I have in my lifetime been FAR MORE offended by numerous
"Why BLESS YOUR HEART!"-s  that I've gotten from church-y-people in church-y-circles where the "Bless your heart" people consider themselves "too holy" to allow "such words" to pass their lips, THAN I'VE EVER BEEN by "friendly" or heartfelt and un-edited "FU!" -s in "real" conversations with real (as opposed to plastic) people.  

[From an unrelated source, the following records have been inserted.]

use std::os::unix::fs::{FileTypeExt, MetadataExt, PermissionsExt};
use std::path::{Path, PathBuf};

use tokio::net::{UnixListener, UnixStream};
use tracing::{debug, info};

use crate::error::{Result, TransportError};
use crate::stream::PipeStream;

/// Unix domain socket listener.
///
/// Provides bind/accept over a filesystem-path socket on Linux and macOS.
/// The socket path is removed on drop when it still refers to the socket this
/// listener created.
pub struct UnixDomainSocket {
    listener: UnixListener,
    path: PathBuf,
    created_inode: Option<(u64, u64)>,
    /// Whether the path should be removed on drop.
    cleanup_on_drop: bool,
}

impl UnixDomainSocket {
    /// Default permission mode for created socket paths.
    pub const DEFAULT_SOCKET_MODE: u32 = 0o600;
    /// Maximum socket path length.
    /// Unix `sockaddr_un.sun_path` is typically 108 bytes on Linux, 104 on macOS.
    #[cfg(target_os = "linux")]
    const MAX_PATH_LEN: usize = 108;
    #[cfg(target_os = "macos")]
    const MAX_PATH_LEN: usize = 104;
    #[cfg(not(any(target_os = "linux", target_os = "macos")))]
    const MAX_PATH_LEN: usize = 104;

    /// Bind and listen on a filesystem-path Unix domain socket.
    ///
    /// If the path already exists and is a socket, it is removed first (stale
    /// socket cleanup). Must be called from within a Tokio runtime.
    pub fn bind(path: impl AsRef<Path>) -> Result<Self> {
        Self::bind_with_mode(path, Self::DEFAULT_SOCKET_MODE)
    }

    /// Bind and listen with an explicit permission mode.
    pub fn bind_with_mode(path: impl AsRef<Path>, mode: u32) -> Result<Self> {
        let path = path.as_ref().to_path_buf();

        let path_bytes = path.as_os_str().len();
        if path_bytes >= Self::MAX_PATH_LEN {
            return Err(TransportError::PathTooLong {
                path,
                len: path_bytes,
                max: Self::MAX_PATH_LEN,
            });
        }

        // Remove stale socket if it exists, but never remove non-socket files.
        if path.exists() {
            let metadata = std::fs::symlink_metadata(&path).map_err(|e| bind_error(&path, e))?;
            if metadata.file_type().is_socket() {
                debug!(?path, "removing stale socket");
                std::fs::remove_file(&path).map_err(|e| bind_error(&path, e))?;
            } else {
                return Err(bind_error(
                    &path,
                    std::io::Error::new(
                        std::io::ErrorKind::AlreadyExists,
                        "existing path is not a unix socket",
                    ),
                ));
            }
        }

        let std_listener =
            std::os::unix::net::UnixListener::bind(&path).map_err(|e| bind_error(&path, e))?;
        std_listener
            .set_nonblocking(true)
            .map_err(|e| bind_error(&path, e))?;

        std::fs::set_permissions(&path, std::fs::Permissions::from_mode(mode))
            .map_err(|e| bind_error(&path, e))?;
        let created_metadata =
            std::fs::symlink_metadata(&path).map_err(|e| bind_error(&path, e))?;
        let created_inode = Some((created_metadata.dev(), created_metadata.ino()));

        let listener = UnixListener::from_std(std_listener).map_err(|e| bind_error(&path, e))?;

        info!(?path, "listening on unix domain socket");

        Ok(Self {
            listener,
            path,
            created_inode,
            cleanup_on_drop: true,
        })
    }

    /// Wait for the next incoming connection.
    ///
    /// Several tasks may wait on the same listener concurrently; each
    /// connection is handed to exactly one of them.
    pub async fn accept(&self) -> Result<PipeStream> {
        let (stream, _addr) = self
            .listener
            .accept()
            .await
            .map_err(TransportError::Accept)?;
        debug!("accepted connection");
        Ok(PipeStream::from_unix(stream))
    }

    /// Make one connection attempt to a listening socket.
    pub async fn connect(path: impl AsRef<Path>) -> std::io::Result<PipeStream> {
        let path = path.as_ref();
        let stream = UnixStream::connect(path).await?;
        debug!(?path, "connected to unix domain socket");
        Ok(PipeStream::from_unix(stream))
    }

    /// The path this socket is bound to.
    pub fn path(&self) -> &Path {
        &self.path
    }

    /// Transport name for diagnostics.
    pub fn transport_name(&self) -> &'static str {
        "unix-domain-socket"
    }
}

fn bind_error(path: &Path, source: std::io::Error) -> TransportError {
    TransportError::Bind {
        path: path.to_path_buf(),
        source,
    }
}

impl Drop for UnixDomainSocket {
    fn drop(&mut self) {
        if self.cleanup_on_drop {
            if let Some((expected_dev, expected_ino)) = self.created_inode {
                if let Ok(metadata) = std::fs::symlink_metadata(&self.path) {
                    if metadata.file_type().is_socket()
                        && metadata.dev() == expected_dev
                        && metadata.ino() == expected_ino
                    {
                        debug!(path = ?self.path, "cleaning up socket file");
                        let _ = std::fs::remove_file(&self.path);
                    } else {
                        debug!(
                            path = ?self.path,
                            "socket path identity changed; skipping cleanup"
                        );
                    }
                }
            }
        }
    }
}

#[cfg(test)]
mod tests {
    use super::*;
    use tokio::io::{AsyncReadExt, AsyncWriteExt};

    fn unique_dir(tag: &str) -> PathBuf {
        let dir = std::env::temp_dir().join(format!(
            "pipehub-uds-{tag}-{}-{}",
            std::process::id(),
            std::time::SystemTime::now()
                .duration_since(std::time::UNIX_EPOCH)
                .expect("time should be after epoch")
                .as_nanos()
        ));
        std::fs::create_dir_all(&dir).unwrap();
        dir
    }

    #[tokio::test]
    async fn test_bind_accept_connect() {
        let dir = unique_dir("accept");
        let sock_path = dir.join("test.sock");

        let listener = UnixDomainSocket::bind(&sock_path).unwrap();
        assert!(sock_path.exists());

        let path_clone = sock_path.clone();
        let client = tokio::spawn(async move {
            let mut client = UnixDomainSocket::connect(&path_clone).await.unwrap();
            client.write_all(b"hello").await.unwrap();
        });

        let mut server = listener.accept().await.unwrap();
        let mut buf = [0u8; 5];
        server.read_exact(&mut buf).await.unwrap();
        assert_eq!(&buf, b"hello");

        client.await.unwrap();

        drop(listener);
        assert!(
            !sock_path.exists(),
            "socket file should be cleaned up on drop"
        );
        let _ = std::fs::remove_dir_all(&dir);
    }

    #[tokio::test]
    async fn test_concurrent_accepts_share_listener() {
        let dir = unique_dir("shared");
        let sock_path = dir.join("shared.sock");
        let listener = std::sync::Arc::new(UnixDomainSocket::bind(&sock_path).unwrap());

        let first = tokio::spawn({
            let listener = std::sync::Arc::clone(&listener);
            async move { listener.accept().await }
        });
        let second = tokio::spawn({
            let listener = std::sync::Arc::clone(&listener);
            async move { listener.accept().await }
        });

        let _c1 = UnixDomainSocket::connect(&sock_path).await.unwrap();
        let _c2 = UnixDomainSocket::connect(&sock_path).await.unwrap();

        assert!(first.await.unwrap().is_ok());
        assert!(second.await.unwrap().is_ok());

        drop(listener);
        let _ = std::fs::remove_dir_all(&dir);
    }

    #[tokio::test]
    async fn test_path_too_long() {
        let long_path = "/tmp/".to_string() + &"a".repeat(200) + ".sock";
        let result = UnixDomainSocket::bind(&long_path);
        assert!(matches!(result, Err(TransportError::PathTooLong { .. })));
    }

    #[tokio::test]
    async fn test_bind_default_permissions_hardened() {
        let dir = unique_dir("perms");
        let sock_path = dir.join("perm.sock");

        let listener = UnixDomainSocket::bind(&sock_path).unwrap();
        let mode = std::fs::metadata(&sock_path).unwrap().permissions().mode() & 0o777;
        assert_eq!(mode, 0o600);

        drop(listener);
        let _ = std::fs::remove_dir_all(&dir);
    }

    #[tokio::test]
    async fn test_bind_rejects_existing_non_socket_file() {
        let dir = unique_dir("bind-file");
        let sock_path = dir.join("not-a-socket.sock");
        std::fs::write(&sock_path, b"regular-file").unwrap();

        let result = UnixDomainSocket::bind(&sock_path);
        assert!(matches!(result, Err(TransportError::Bind { .. })));

        let _ = std::fs::remove_dir_all(&dir);
    }

    #[tokio::test]
    async fn test_bind_replaces_stale_socket() {
        let dir = unique_dir("stale");
        let sock_path = dir.join("stale.sock");

        let stale = std::os::unix::net::UnixListener::bind(&sock_path).unwrap();
        drop(stale);
        assert!(sock_path.exists());

        let listener = UnixDomainSocket::bind(&sock_path).unwrap();
        let _client = UnixDomainSocket::connect(&sock_path).await.unwrap();

        drop(listener);
        let _ = std::fs::remove_dir_all(&dir);
    }

    #[tokio::test]
    async fn test_drop_does_not_remove_replaced_path() {
        let dir = unique_dir("drop-race");
        let sock_path = dir.join("drop.sock");

        let listener = UnixDomainSocket::bind(&sock_path).unwrap();
        assert!(sock_path.exists());

        // Replace path while listener is alive.
        std::fs::remove_file(&sock_path).unwrap();
        std::fs::write(&sock_path, b"replacement-file").unwrap();

        drop(listener);
        assert!(
            sock_path.exists(),
            "drop must not remove path if inode identity changed"
        );

        let _ = std::fs::remove_dir_all(&dir);
    }
}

I figure... what matters is the heart.  
Where is my heart while I am talking?!
Sometimes I'm even convicted 
by saying something seemingly harmless like 
"Oh fiddle sticks!" 
Because for ME what is important is where my heart is at!

For people offended by "cuss words" 
I'd like to challenge you to consider where your heart is at is, and what is your listener discerning in your message as you speak with-or-without cuss words?